══ Supplied entries ══

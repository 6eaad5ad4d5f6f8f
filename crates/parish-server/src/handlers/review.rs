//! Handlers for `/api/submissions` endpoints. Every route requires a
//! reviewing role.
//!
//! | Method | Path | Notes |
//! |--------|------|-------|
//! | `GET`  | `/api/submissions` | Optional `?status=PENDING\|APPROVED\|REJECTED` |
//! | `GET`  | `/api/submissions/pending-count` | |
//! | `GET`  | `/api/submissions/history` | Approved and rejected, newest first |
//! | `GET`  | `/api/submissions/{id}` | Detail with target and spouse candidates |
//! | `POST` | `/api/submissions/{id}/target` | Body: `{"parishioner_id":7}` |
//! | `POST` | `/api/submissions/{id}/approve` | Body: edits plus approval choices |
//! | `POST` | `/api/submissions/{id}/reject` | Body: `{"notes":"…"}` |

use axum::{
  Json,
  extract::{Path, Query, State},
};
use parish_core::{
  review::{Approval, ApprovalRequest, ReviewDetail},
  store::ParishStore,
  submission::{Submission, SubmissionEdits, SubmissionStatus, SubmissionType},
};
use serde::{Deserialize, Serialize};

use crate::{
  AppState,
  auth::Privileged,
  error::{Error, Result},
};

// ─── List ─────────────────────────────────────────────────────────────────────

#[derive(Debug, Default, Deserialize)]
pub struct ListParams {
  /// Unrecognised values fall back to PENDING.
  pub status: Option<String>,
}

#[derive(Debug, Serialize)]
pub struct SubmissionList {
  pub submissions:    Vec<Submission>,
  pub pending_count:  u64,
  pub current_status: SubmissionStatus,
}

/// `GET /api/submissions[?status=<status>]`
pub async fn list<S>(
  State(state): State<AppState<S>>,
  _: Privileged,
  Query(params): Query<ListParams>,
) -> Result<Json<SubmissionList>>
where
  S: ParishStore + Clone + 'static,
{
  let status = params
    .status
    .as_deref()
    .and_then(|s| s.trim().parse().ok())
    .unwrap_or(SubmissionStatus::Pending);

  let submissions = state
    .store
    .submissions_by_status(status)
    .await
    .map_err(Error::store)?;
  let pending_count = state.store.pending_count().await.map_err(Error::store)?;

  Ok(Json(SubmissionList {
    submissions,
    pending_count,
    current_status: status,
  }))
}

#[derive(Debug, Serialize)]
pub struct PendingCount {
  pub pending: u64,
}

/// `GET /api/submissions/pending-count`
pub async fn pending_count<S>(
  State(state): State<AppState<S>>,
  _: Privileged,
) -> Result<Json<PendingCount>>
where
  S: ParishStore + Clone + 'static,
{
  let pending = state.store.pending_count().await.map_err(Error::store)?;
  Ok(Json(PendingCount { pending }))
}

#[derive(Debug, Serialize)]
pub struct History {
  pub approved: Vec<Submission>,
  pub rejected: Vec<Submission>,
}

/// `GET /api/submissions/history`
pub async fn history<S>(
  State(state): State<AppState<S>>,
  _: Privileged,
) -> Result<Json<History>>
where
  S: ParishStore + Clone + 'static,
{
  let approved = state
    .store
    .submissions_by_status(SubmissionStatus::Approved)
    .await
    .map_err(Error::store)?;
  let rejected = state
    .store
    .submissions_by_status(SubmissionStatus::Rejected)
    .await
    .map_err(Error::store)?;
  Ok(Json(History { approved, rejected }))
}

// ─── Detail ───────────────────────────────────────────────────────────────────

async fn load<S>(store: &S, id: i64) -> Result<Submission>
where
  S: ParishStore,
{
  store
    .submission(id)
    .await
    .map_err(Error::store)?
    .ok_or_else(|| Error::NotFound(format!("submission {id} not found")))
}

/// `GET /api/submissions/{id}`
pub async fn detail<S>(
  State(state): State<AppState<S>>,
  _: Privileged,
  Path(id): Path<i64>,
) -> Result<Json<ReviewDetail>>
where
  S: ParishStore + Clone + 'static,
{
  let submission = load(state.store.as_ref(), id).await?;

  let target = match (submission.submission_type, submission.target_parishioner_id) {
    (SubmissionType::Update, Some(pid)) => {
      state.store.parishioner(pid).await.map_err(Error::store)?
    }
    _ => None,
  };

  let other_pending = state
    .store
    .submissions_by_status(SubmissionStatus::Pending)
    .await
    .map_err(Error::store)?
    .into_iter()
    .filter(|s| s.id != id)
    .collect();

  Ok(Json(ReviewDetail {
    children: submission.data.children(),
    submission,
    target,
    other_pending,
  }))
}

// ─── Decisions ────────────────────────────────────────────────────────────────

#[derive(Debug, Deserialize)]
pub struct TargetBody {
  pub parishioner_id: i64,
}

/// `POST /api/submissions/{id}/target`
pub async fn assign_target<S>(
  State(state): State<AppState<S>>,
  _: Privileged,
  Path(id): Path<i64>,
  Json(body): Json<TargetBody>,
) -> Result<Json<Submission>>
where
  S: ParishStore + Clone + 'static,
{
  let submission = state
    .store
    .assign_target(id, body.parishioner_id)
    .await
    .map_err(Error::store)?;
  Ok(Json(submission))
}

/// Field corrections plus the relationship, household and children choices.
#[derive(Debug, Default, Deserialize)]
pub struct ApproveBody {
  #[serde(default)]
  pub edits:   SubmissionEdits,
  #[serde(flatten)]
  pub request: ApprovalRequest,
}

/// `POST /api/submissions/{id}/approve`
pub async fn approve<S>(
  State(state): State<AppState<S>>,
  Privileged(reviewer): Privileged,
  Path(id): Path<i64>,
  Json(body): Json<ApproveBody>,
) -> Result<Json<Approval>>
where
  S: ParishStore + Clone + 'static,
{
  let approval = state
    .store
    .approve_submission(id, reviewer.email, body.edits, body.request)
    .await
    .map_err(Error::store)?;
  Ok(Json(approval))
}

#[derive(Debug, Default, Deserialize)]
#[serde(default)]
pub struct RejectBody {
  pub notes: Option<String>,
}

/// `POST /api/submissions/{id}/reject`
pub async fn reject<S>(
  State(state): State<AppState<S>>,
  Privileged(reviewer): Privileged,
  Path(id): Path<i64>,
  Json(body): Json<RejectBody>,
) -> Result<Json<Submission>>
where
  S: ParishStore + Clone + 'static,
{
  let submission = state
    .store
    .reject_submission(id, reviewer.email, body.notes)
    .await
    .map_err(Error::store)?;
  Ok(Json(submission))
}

═══

**Work instructions:** What is the number of lines in the records that contain the string "load"? Give only that number.

**Solved exercise:** 2